Robert Falcon Scott (June 6, 1868 - March 29, 1912) was a British naval officer and Antarctic explorer. Scott led two expeditions to the South Pole, and died on the disastrous second trip, along with his crew. His expedition was the second to reach the South Pole (1910-1912); Roald Amundsen led the first.
First Antarctic Expedition
Scott led his first British Antarctic expedition on the ship HMS Discovery (1901-1904). On this mission, they sailed along northern Ross Island to Mount Terror (past the area explored by James Ross). Scott named this new area King Edward VI Land. Scott went in a hot air balloon on February 4, 1902, making the first balloon flight on Antarctica.

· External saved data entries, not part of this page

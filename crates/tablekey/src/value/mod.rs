mod compare;
mod tag;


use crate::types::{Number, Timestamp};
use std::{cmp::Ordering, fmt};

// re-exports
pub use compare::{canonical_cmp, strict_order_cmp};
pub use tag::ValueTag;

///
/// Value
///
/// Tagged scalar held in one index-key slot.
///
/// Empty    → the path did not exist in this row instance.
/// JsonNull → an explicit JSON `null` literal was present.
/// Null     → a typed, nullable field was set to SQL NULL.
///

#[derive(Clone, Debug)]
pub enum Value {
    Blob(Vec<u8>),
    Bool(bool),
    Empty,
    /// Declaration ordinal within the slot's enum definition.
    Enum(u16),
    Float32(f32),
    Float64(f64),
    Int(i32),
    JsonNull,
    Long(i64),
    Null,
    Number(Number),
    Text(String),
    Timestamp(Timestamp),
}

impl Value {
    /// Returns true for EMPTY, JSON-NULL, and SQL-NULL.
    #[must_use]
    pub const fn is_null_like(&self) -> bool {
        matches!(self, Self::Empty | Self::JsonNull | Self::Null)
    }

    #[must_use]
    pub const fn canonical_tag(&self) -> ValueTag {
        tag::canonical_tag(self)
    }

    #[must_use]
    pub const fn kind_label(&self) -> &'static str {
        self.canonical_tag().label()
    }
}

impl PartialEq for Value {
    fn eq(&self, other: &Self) -> bool {
        canonical_cmp(self, other) == Ordering::Equal
    }
}

impl Eq for Value {}

impl PartialOrd for Value {
    fn partial_cmp(&self, other: &Self) -> Option<Ordering> {
        Some(self.cmp(other))
    }
}

impl Ord for Value {
    fn cmp(&self, other: &Self) -> Ordering {
        canonical_cmp(self, other)
    }
}

impl fmt::Display for Value {
    fn fmt(&self, f: &mut fmt::Formatter<'_>) -> fmt::Result {
        match self {
            Self::Blob(bytes) => {
                f.write_str("0x")?;
                for byte in bytes {
                    write!(f, "{byte:02x}")?;
                }
                Ok(())
            }
            Self::Bool(v) => write!(f, "{v}"),
            Self::Enum(ordinal) => write!(f, "#{ordinal}"),
            Self::Float32(v) => write!(f, "{v}"),
            Self::Float64(v) => write!(f, "{v}"),
            Self::Int(v) => write!(f, "{v}"),
            Self::Long(v) => write!(f, "{v}"),
            Self::Number(v) => write!(f, "{v}"),
            Self::Text(v) => write!(f, "{v:?}"),
            Self::Timestamp(v) => write!(f, "{v}"),
            Self::Empty | Self::JsonNull | Self::Null => f.write_str(self.kind_label()),
        }
    }
}

macro_rules! impl_from_value {
    ( $( $type:ty => $variant:ident ),* $(,)? ) => {
        $(
            impl From<$type> for Value {
                fn from(v: $type) -> Self {
                    Self::$variant(v.into())
                }
            }
        )*
    };
}

impl_from_value! {
    bool => Bool,
    f32 => Float32,
    f64 => Float64,
    i32 => Int,
    i64 => Long,
    Number => Number,
    String => Text,
    &str => Text,
    Timestamp => Timestamp,
    Vec<u8> => Blob,
}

The expedition overwintered on Hut Point (on Ross Island). Scott and two crew members tried to cross the Ross Ice shelf on a sled pulled by 19 dogs (November 1902 - January 1903). Scurvy (a lack of vitamin C) made them ill and they were forced to return. Soon after, most of the crew returned to England (March 1903); Scott and a few others remained to expore the area until September 1904.
Upon his return, Scott was promoted to Captain, became very popular with the public, and wrote “The Voyage of Discovery” (published in 1905).
Second Antarctic Expedition
Scott set out for Antarctica again on June 1, 1910, on the ship called the Terra Nova. He was racing Roald Amundsen to be the first man to the South Pole. They reached Ross Island on January 4, 1911, and prepared for a sled trip to the South Pole. Scott and his crew set off on dog sleds, ponies, and motorized vehicles on November 1, 1911. The motorized vehicles and ponies were abandoned in a few days.
While they were still crossing the Beardmore Glacier (less than 200 miles from the pole), Amundsen reached the South Pole (January 4, 1912). Scott’s team reached the pole on January 18, 1912, but they were sorely disappointed to find Amundsen’s Norwegian flag. In his journal, Scott wrote, “Great God! This is an awful place, and terrible enough for us to have laboured to it without the reward of priority.”
Scott and his crew were frozen, exhausted, diappointed, and suffering from scurvy as they began their return trip. By February 17, one crew member, Seaman Edgar Evan died. Other members of the expedition began to die, and they set up their last camp on March 11, 1912 only 11 miles from One Ton Depot, where they could have gotten supplies. A raging blizzard kept them from the depot, and the remaining crew died at this camp. They were found dead in ther sleeping bags by a rescue party on November 12, 1912.